Well before dawn on a day in late July, encumbered by a rucksack, assault pack, helmet and body armor, I waddled out of a boxlike armored vehicle called a Rhino onto the tarmac in Baghdad's International Zone under the watchful eyes of half a dozen heavily armed security contractors. Along with a few dozen journalists, contractors, State Department personnel and soldiers, all of us arriving by Rhino convoy from Baghdad International Airport (BIAP, pronounced "by-op"), I followed the guards' instructions to drop our gear on the pavement in three lines.
While I watched bats flit around under the huge lights illuminating the area and listened to blacked-out helicopters rushing by in the darkness, bomb-sniffing dogs went up and down the lines of gear. The guards looked on, occasionally barking orders to a squad of Fijian soldiers who had also arrived in the Rhinos.
A few minutes after the all-clear order, two journalists and I followed a U.S. sergeant to an armored car, climbed in and made the quick trip to a military building devoted to receiving journalists for embeds. As we drove, we could just make out the shape of Saddam's famous crossed swords memorial in the morning darkness.
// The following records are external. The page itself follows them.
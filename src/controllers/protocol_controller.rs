//! Übergabe-, Rücknahme- und Reinigungsprotokolle
//!
//! Protokolle sind einmalige Aufnahmen zum Termin: pro Buchung höchstens
//! ein Übergabe- und ein Rücknahmeprotokoll, danach unveränderlich.

use std::collections::BTreeMap;

use reqwest::Client;
use sqlx::PgPool;
use uuid::Uuid;
use validator::Validate;

use crate::config::EnvironmentConfig;
use crate::dto::common::ApiResponse;
use crate::dto::protocol_dto::{CreateCleaningProtocolRequest, CreateProtocolRequest};
use crate::models::cleaning_protocol::CleaningProtocol;
use crate::models::protocol::{Protocol, ProtocolType};
use crate::repositories::booking_repository::BookingRepository;
use crate::repositories::cleaning_protocol_repository::CleaningProtocolRepository;
use crate::repositories::protocol_repository::ProtocolRepository;
use crate::services::document::{self, blocks_to_html};
use crate::services::merge::MergedDocument;
use crate::services::render::build_render_backend;
use crate::services::storage::StorageService;
use crate::utils::errors::{AppError, AppResult};

/// Response der PDF-Ablage eines Protokolls
#[derive(Debug, serde::Serialize)]
pub struct ProtocolPdfResponse {
    pub protocol_id: Uuid,
    pub pdf_url: String,
}

pub struct ProtocolController {
    repository: ProtocolRepository,
    cleaning_repository: CleaningProtocolRepository,
    booking_repository: BookingRepository,
    config: EnvironmentConfig,
    http_client: Client,
}

impl ProtocolController {
    pub fn new(pool: PgPool, config: EnvironmentConfig, http_client: Client) -> Self {
        Self {
            repository: ProtocolRepository::new(pool.clone()),
            cleaning_repository: CleaningProtocolRepository::new(pool.clone()),
            booking_repository: BookingRepository::new(pool),
            config,
            http_client,
        }
    }

    pub async fn create(
        &self,
        booking_id: Uuid,
        request: CreateProtocolRequest,
    ) -> AppResult<ApiResponse<Protocol>> {
        request.validate()?;

        let protocol_type = ProtocolType::parse(&request.protocol_type).ok_or_else(|| {
            AppError::BadRequest(format!("Unbekannter Protokolltyp: {}", request.protocol_type))
        })?;

        if self
            .booking_repository
            .find_by_id(booking_id)
            .await?
            .is_none()
        {
            return Err(AppError::NotFound("Buchung nicht gefunden".to_string()));
        }

        if self
            .repository
            .exists_for_booking(booking_id, protocol_type)
            .await?
        {
            return Err(AppError::Conflict(format!(
                "Für diese Buchung existiert bereits ein {}",
                protocol_type.label()
            )));
        }

        let protocol = self
            .repository
            .create(booking_id, protocol_type, &request)
            .await?;

        log::info!(
            "📋 {} erfasst für Buchung {}",
            protocol_type.label(),
            booking_id
        );

        Ok(ApiResponse::success_with_message(
            protocol,
            format!("{} erfolgreich erfasst", protocol_type.label()),
        ))
    }

    pub async fn get_by_id(&self, id: Uuid) -> AppResult<Protocol> {
        self.repository
            .find_by_id(id)
            .await?
            .ok_or_else(|| AppError::NotFound("Protokoll nicht gefunden".to_string()))
    }

    pub async fn list_by_booking(&self, booking_id: Uuid) -> AppResult<Vec<Protocol>> {
        self.repository.find_by_booking(booking_id).await
    }

    /// Rendert das Protokoll und legt es im Object Storage ab.
    /// Wiederholte Aufrufe überschreiben dieselbe Datei (stabiler Key).
    pub async fn export_pdf(&self, id: Uuid) -> AppResult<ApiResponse<ProtocolPdfResponse>> {
        let protocol = self
            .repository
            .find_by_id(id)
            .await?
            .ok_or_else(|| AppError::NotFound("Protokoll nicht gefunden".to_string()))?;

        let protocol_type = ProtocolType::parse(&protocol.protocol_type).ok_or_else(|| {
            AppError::Internal(format!(
                "Protokoll {} trägt unbekannten Typ: {}",
                protocol.id, protocol.protocol_type
            ))
        })?;

        let blocks = document::protocol_blocks(&protocol);
        let title = protocol_type.label().to_string();
        let html = blocks_to_html(&title, &blocks);

        let merged = MergedDocument {
            fields: BTreeMap::new(),
            html,
            blocks,
            title,
        };

        log::info!("🖨️ Rendere {} {}", protocol_type.label(), protocol.id);

        let backend = build_render_backend(&self.config, self.http_client.clone())?;
        let pdf_bytes = backend.render(&merged).await?;

        let filename = format!("Protokoll_{}_{}.pdf", protocol.protocol_type, protocol.id);
        let key = StorageService::protocol_key(protocol.booking_id, &filename);

        let storage = StorageService::new(self.http_client.clone(), &self.config);
        let pdf_url = storage.upload(&key, pdf_bytes, "application/pdf").await?;

        log::info!("📤 Protokoll-PDF abgelegt: {}", pdf_url);

        Ok(ApiResponse::success_with_message(
            ProtocolPdfResponse {
                protocol_id: protocol.id,
                pdf_url,
            },
            "PDF erfolgreich erzeugt".to_string(),
        ))
    }

    pub async fn create_cleaning(
        &self,
        booking_id: Uuid,
        request: CreateCleaningProtocolRequest,
    ) -> AppResult<ApiResponse<CleaningProtocol>> {
        request.validate()?;

        if self
            .booking_repository
            .find_by_id(booking_id)
            .await?
            .is_none()
        {
            return Err(AppError::NotFound("Buchung nicht gefunden".to_string()));
        }

        let protocol = self.cleaning_repository.create(booking_id, &request).await?;

        log::info!("🧽 Reinigungsprotokoll erfasst für Buchung {}", booking_id);

        Ok(ApiResponse::success_with_message(
            protocol,
            "Reinigungsprotokoll erfolgreich erfasst".to_string(),
        ))
    }

    pub async fn get_cleaning_by_id(&self, id: Uuid) -> AppResult<CleaningProtocol> {
        self.cleaning_repository
            .find_by_id(id)
            .await?
            .ok_or_else(|| AppError::NotFound("Reinigungsprotokoll nicht gefunden".to_string()))
    }

    pub async fn list_cleaning_by_booking(
        &self,
        booking_id: Uuid,
    ) -> AppResult<Vec<CleaningProtocol>> {
        self.cleaning_repository.find_by_booking(booking_id).await
    }

    pub async fn export_cleaning_pdf(
        &self,
        id: Uuid,
    ) -> AppResult<ApiResponse<ProtocolPdfResponse>> {
        let protocol = self
            .cleaning_repository
            .find_by_id(id)
            .await?
            .ok_or_else(|| AppError::NotFound("Reinigungsprotokoll nicht gefunden".to_string()))?;

        let blocks = document::cleaning_blocks(&protocol);
        let title = "Reinigungsprotokoll".to_string();
        let html = blocks_to_html(&title, &blocks);

        let merged = MergedDocument {
            fields: BTreeMap::new(),
            html,
            blocks,
            title,
        };

        let backend = build_render_backend(&self.config, self.http_client.clone())?;
        let pdf_bytes = backend.render(&merged).await?;

        let filename = format!("Reinigungsprotokoll_{}.pdf", protocol.id);
        let key = StorageService::protocol_key(protocol.booking_id, &filename);

        let storage = StorageService::new(self.http_client.clone(), &self.config);
        let pdf_url = storage.upload(&key, pdf_bytes, "application/pdf").await?;

        log::info!("📤 Reinigungsprotokoll-PDF abgelegt: {}", pdf_url);

        Ok(ApiResponse::success_with_message(
            ProtocolPdfResponse {
                protocol_id: protocol.id,
                pdf_url,
            },
            "PDF erfolgreich erzeugt".to_string(),
        ))
    }
}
Private guards, gray-clad soldiers, the crossed swords — I'd arrived in Iraq.
But why?
My journey to Iraq began less than a year ago when I interviewed David Petraeus GS '85, then a lieutenant general at Fort Leavenworth, Kan., for a profile in the pages of The Daily Princetonian.
Since spending a few weeks in Iraq during the summer after my freshman year seems, on the surface, like a pretty stupid thing to do with no experience and minimal training, here's an explanation of my unconventional summer vacation.
Petraeus kept in touch with me after the 'Prince' published his profile in October, since he was interested in hearing about my experiences as a cadet in Princeton's Army ROTC unit, the Tiger Battalion.
In January, when he was nominated for promotion to his four-star and command of all U.S. forces in Iraq, the general generously cooperated as I wrote two more articles about him and his command.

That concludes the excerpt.